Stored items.
*****
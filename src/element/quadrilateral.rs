use crate::element::FiniteElement;
use itertools::Itertools;
use nalgebra::{distance, Matrix1x4, Matrix2, Matrix2x4, OPoint, Point2, Vector2};

/// Sign of the reference normal component of the face shape functions relative to the
/// outward normal of each reference face.
pub const REFERENCE_FACE_OUTWARD_SIGNS: [f64; 4] = [-1.0, 1.0, 1.0, -1.0];

/// Bilinear quadrilateral geometry.
///
/// The reference element is `[-1, 1]^2` with vertices ordered counter-clockwise starting at
/// `(-1, -1)`.
#[derive(Debug, Copy, Clone, PartialEq)]
pub struct Quad4d2Element {
    vertices: [Point2<f64>; 4],
}

impl Quad4d2Element {
    pub fn from_vertices(vertices: [Point2<f64>; 4]) -> Self {
        Self { vertices }
    }

    pub fn vertices(&self) -> &[Point2<f64>; 4] {
        &self.vertices
    }

    pub fn reference() -> Self {
        Self::from_vertices([
            Point2::new(-1.0, -1.0),
            Point2::new(1.0, -1.0),
            Point2::new(1.0, 1.0),
            Point2::new(-1.0, 1.0),
        ])
    }

    #[rustfmt::skip]
    fn evaluate_basis(&self, xi: &Point2<f64>) -> Matrix1x4<f64> {
        // N_{alpha, beta}([alpha, beta]) = 1 with alpha, beta = 1 or -1
        let phi = |alpha: f64, beta: f64, xi: &Point2<f64>| (1.0 + alpha * xi[0]) * (1.0 + beta * xi[1]) / 4.0;
        Matrix1x4::from_row_slice(&[
            phi(-1.0, -1.0, xi),
            phi( 1.0, -1.0, xi),
            phi( 1.0,  1.0, xi),
            phi(-1.0,  1.0, xi),
        ])
    }

    #[rustfmt::skip]
    fn gradients(&self, xi: &Point2<f64>) -> Matrix2x4<f64> {
        let phi_grad = |alpha: f64, beta: f64, xi: &Point2<f64>|
            Vector2::new(
                alpha * (1.0 + beta * xi[1]) / 4.0,
                beta * (1.0 + alpha * xi[0]) / 4.0,
            );

        Matrix2x4::from_columns(&[
            phi_grad(-1.0, -1.0, xi),
            phi_grad( 1.0, -1.0, xi),
            phi_grad( 1.0,  1.0, xi),
            phi_grad(-1.0,  1.0, xi),
        ])
    }

    /// The point on reference face `face` at face parameter `t` in `[-1, 1]`.
    ///
    /// Face `f` runs from reference vertex `f` to reference vertex `f + 1`.
    #[rustfmt::skip]
    pub fn reference_face_point(face: usize, t: f64) -> Point2<f64> {
        match face {
            0 => Point2::new(   t, -1.0),
            1 => Point2::new( 1.0,    t),
            2 => Point2::new(  -t,  1.0),
            _ => Point2::new(-1.0,   -t),
        }
    }

    /// Derivative of [`reference_face_point`](Self::reference_face_point) with respect to `t`.
    #[rustfmt::skip]
    pub fn reference_face_tangent(face: usize) -> Vector2<f64> {
        match face {
            0 => Vector2::new( 1.0,  0.0),
            1 => Vector2::new( 0.0,  1.0),
            2 => Vector2::new(-1.0,  0.0),
            _ => Vector2::new( 0.0, -1.0),
        }
    }

    /// Length of face `face` in physical space.
    pub fn face_length(&self, face: usize) -> f64 {
        distance(&self.vertices[face % 4], &self.vertices[(face + 1) % 4])
    }

    /// Physical tangent `dx/dt` of face `face` at face parameter `t`.
    ///
    /// For a counter-clockwise cell the outward normal is the tangent rotated clockwise.
    pub fn face_tangent(&self, face: usize, t: f64) -> Vector2<f64> {
        let xi = Self::reference_face_point(face, t);
        self.reference_jacobian(&xi) * Self::reference_face_tangent(face)
    }
}

impl FiniteElement for Quad4d2Element {
    #[allow(non_snake_case)]
    fn map_reference_coords(&self, xi: &Point2<f64>) -> Point2<f64> {
        let X: Matrix2x4<f64> = Matrix2x4::from_fn(|i, j| self.vertices[j][i]);
        let N = self.evaluate_basis(xi);
        OPoint::from(X * N.transpose())
    }

    #[allow(non_snake_case)]
    fn reference_jacobian(&self, xi: &Point2<f64>) -> Matrix2<f64> {
        let X: Matrix2x4<f64> = Matrix2x4::from_fn(|i, j| self.vertices[j][i]);
        let G = self.gradients(xi);
        X * G.transpose()
    }

    fn diameter(&self) -> f64 {
        self.vertices
            .iter()
            .tuple_combinations()
            .map(|(x, y)| distance(x, y))
            .fold(0.0, f64::max)
    }
}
*****
What to work on. From the data above, count the lines that contain "normal" and write only that count.

Finished task. 3